Published Web Location
https://doi.org/10.1155/2015/246870Abstract
Human Immunodeficiency Virus- (HIV-) infected persons have a higher risk for acute myocardial infarction (AMI) than HIV-uninfected persons. Earlier studies suggest that HIV viral load, CD4+ T-cell count, and antiretroviral therapy are associated with cardiovascular disease (CVD) risk. Whether CD8+ T-cell count is associated with CVD risk is not clear. We investigated the association between CD8+ T-cell count and incident AMI in a cohort of 73,398 people (of which 97.3% were men) enrolled in the U.S. Veterans Aging Cohort Study-Virtual Cohort (VACS-VC). Compared to uninfected people, HIV-infected people with high baseline CD8+ T-cell counts (>1065 cells/mm3) had increased AMI risk (adjusted HR=1.82, P<0.001, 95% CI: 1.46 to 2.28).

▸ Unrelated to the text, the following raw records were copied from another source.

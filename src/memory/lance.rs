//! LanceDB table holding context snippets and their embeddings.

use crate::error::{DbError, Result};
use arrow_array::cast::AsArray;
use arrow_array::types::Float32Type;
use arrow_array::{Array, RecordBatch, RecordBatchIterator, StringArray};
use futures::TryStreamExt;
use std::sync::Arc;

const TABLE_NAME: &str = "context_embeddings";

/// Snippet table searched by cosine distance.
#[derive(Clone)]
pub struct EmbeddingTable {
    table: lancedb::Table,
    dimension: i32,
}

impl EmbeddingTable {
    /// Open the table, creating it on first use.
    ///
    /// An existing table built for a different embedding size is an error;
    /// mixing dimensions would make every search fail.
    pub async fn open_or_create(
        connection: &lancedb::Connection,
        dimension: usize,
    ) -> Result<Self> {
        let dimension = i32::try_from(dimension).map_err(|_| {
            DbError::LanceDb(format!("embedding dimension {dimension} is too large"))
        })?;

        match connection.open_table(TABLE_NAME).execute().await {
            Ok(table) => {
                let existing = Self::stored_dimension(&table).await?;
                if existing != Some(dimension) {
                    return Err(DbError::LanceDb(format!(
                        "context table dimension {existing:?} does not match embedder ({dimension})"
                    ))
                    .into());
                }
                return Ok(Self { table, dimension });
            }
            Err(error) => {
                tracing::debug!(%error, "failed to open context table, will create");
            }
        }

        let batches = RecordBatchIterator::new(
            vec![].into_iter().map(Ok),
            Arc::new(Self::schema(dimension)),
        );
        let table = connection
            .create_table(TABLE_NAME, Box::new(batches))
            .execute()
            .await
            .map_err(|error| DbError::LanceDb(error.to_string()))?;

        tracing::info!(dimension, "context table created");
        Ok(Self { table, dimension })
    }

    async fn stored_dimension(table: &lancedb::Table) -> Result<Option<i32>> {
        let schema = table
            .schema()
            .await
            .map_err(|error| DbError::LanceDb(error.to_string()))?;

        Ok(schema
            .field_with_name("embedding")
            .ok()
            .and_then(|field| match field.data_type() {
                arrow_schema::DataType::FixedSizeList(_, size) => Some(*size),
                _ => None,
            }))
    }

    /// Store a snippet with its embedding.
    pub async fn store(&self, id: &str, content: &str, embedding: &[f32]) -> Result<()> {
        self.check_dimension(embedding.len())?;

        let embedding_array =
            arrow_array::FixedSizeListArray::from_iter_primitive::<Float32Type, _, _>(
                vec![Some(embedding.iter().map(|value| Some(*value)).collect::<Vec<_>>())],
                self.dimension,
            );

        let batch = RecordBatch::try_new(
            Arc::new(Self::schema(self.dimension)),
            vec![
                Arc::new(StringArray::from(vec![id])) as arrow_array::ArrayRef,
                Arc::new(StringArray::from(vec![content])) as arrow_array::ArrayRef,
                Arc::new(embedding_array) as arrow_array::ArrayRef,
            ],
        )
        .map_err(|error| DbError::LanceDb(error.to_string()))?;

        let batches =
            RecordBatchIterator::new(vec![Ok(batch)], Arc::new(Self::schema(self.dimension)));

        self.table
            .add(Box::new(batches))
            .execute()
            .await
            .map_err(|error| DbError::LanceDb(error.to_string()))?;

        Ok(())
    }

    /// Snippets ordered by ascending cosine distance to `query`, capped at `limit`.
    pub async fn vector_search(&self, query: &[f32], limit: usize) -> Result<Vec<(String, f32)>> {
        self.check_dimension(query.len())?;
        if limit == 0 {
            return Ok(Vec::new());
        }

        let rows = self
            .table
            .count_rows(None)
            .await
            .map_err(|error| DbError::LanceDb(error.to_string()))?;
        if rows == 0 {
            return Ok(Vec::new());
        }

        use lancedb::query::{ExecutableQuery, QueryBase};

        let results: Vec<RecordBatch> = self
            .table
            .query()
            .nearest_to(query)
            .map_err(|error| DbError::LanceDb(error.to_string()))?
            .distance_type(lancedb::DistanceType::Cosine)
            .limit(limit)
            .execute()
            .await
            .map_err(|error| DbError::LanceDb(error.to_string()))?
            .try_collect()
            .await
            .map_err(|error| DbError::LanceDb(error.to_string()))?;

        let mut matches = Vec::new();
        for batch in results {
            if let (Some(content_col), Some(distance_col)) = (
                batch.column_by_name("content"),
                batch.column_by_name("_distance"),
            ) {
                let contents: &StringArray = content_col.as_string::<i32>();
                let distances: &arrow_array::PrimitiveArray<Float32Type> =
                    distance_col.as_primitive();

                for i in 0..contents.len() {
                    if contents.is_valid(i) && distances.is_valid(i) {
                        matches.push((contents.value(i).to_string(), distances.value(i)));
                    }
                }
            }
        }

        matches.sort_by(|a, b| a.1.total_cmp(&b.1));
        matches.truncate(limit);

        Ok(matches)
    }

    fn check_dimension(&self, len: usize) -> Result<()> {
        if len != self.dimension as usize {
            return Err(DbError::LanceDb(format!(
                "embedding dimension mismatch: expected {}, got {len}",
                self.dimension
            ))
            .into());
        }
        Ok(())
    }

    fn schema(dimension: i32) -> arrow_schema::Schema {
        arrow_schema::Schema::new(vec![
            arrow_schema::Field::new("id", arrow_schema::DataType::Utf8, false),
            arrow_schema::Field::new("content", arrow_schema::DataType::Utf8, false),
            arrow_schema::Field::new(
                "embedding",
                arrow_schema::DataType::FixedSizeList(
                    Arc::new(arrow_schema::Field::new(
                        "item",
                        arrow_schema::DataType::Float32,
                        true,
                    )),
                    dimension,
                ),
                false,
            ),
        ])
    }
}

#[cfg(test)]
mod tests {
    use super::*;

    async fn connect(dir: &tempfile::TempDir) -> lancedb::Connection {
        lancedb::connect(dir.path().to_str().expect("utf-8 temp path"))
            .execute()
            .await
            .expect("lancedb should open")
    }

    #[tokio::test]
    async fn vector_search_orders_by_ascending_cosine_distance() {
        let dir = tempfile::tempdir().expect("tempdir");
        let table = EmbeddingTable::open_or_create(&connect(&dir).await, 2)
            .await
            .expect("table");

        table.store("a", "orthogonal", &[0.0, 1.0]).await.expect("store");
        table.store("b", "exact", &[1.0, 0.0]).await.expect("store");
        table.store("c", "close", &[0.9, 0.1]).await.expect("store");

        let results = table.vector_search(&[2.0, 0.0], 2).await.expect("search");
        let contents: Vec<&str> = results.iter().map(|(content, _)| content.as_str()).collect();

        assert_eq!(contents, vec!["exact", "close"]);
        assert!(results[0].1.abs() < 1e-5);
        assert!(results[0].1 <= results[1].1);
    }

    #[tokio::test]
    async fn empty_table_searches_to_nothing() {
        let dir = tempfile::tempdir().expect("tempdir");
        let table = EmbeddingTable::open_or_create(&connect(&dir).await, 3)
            .await
            .expect("table");

        let results = table.vector_search(&[1.0, 0.0, 0.0], 5).await.expect("search");
        assert!(results.is_empty());
    }

    #[tokio::test]
    async fn rejects_mismatched_dimensions() {
        let dir = tempfile::tempdir().expect("tempdir");
        let connection = connect(&dir).await;
        let table = EmbeddingTable::open_or_create(&connection, 3)
            .await
            .expect("table");

        assert!(table.store("a", "too short", &[1.0, 0.0]).await.is_err());
        assert!(table.vector_search(&[1.0], 1).await.is_err());

        table.store("b", "fits", &[1.0, 0.0, 0.0]).await.expect("store");
        assert!(EmbeddingTable::open_or_create(&connection, 384).await.is_err());
        assert!(EmbeddingTable::open_or_create(&connection, 3).await.is_ok());
    }
}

There was evidence that the effect of CD8+ T-cell tertiles on AMI risk differed by CD4+ T-cell level: compared to uninfected people, HIV-infected people with CD4+ T-cell counts≥200 cells/mm3 had increased AMI risk with high CD8+ T-cell count, while those with CD4+ T-cell counts<200 cells/mm3 had increased AMI risk with low CD8+ T-cell count. CD8+ T-cell counts may add additional AMI risk stratification information beyond that provided by CD4+ T-cell counts alone.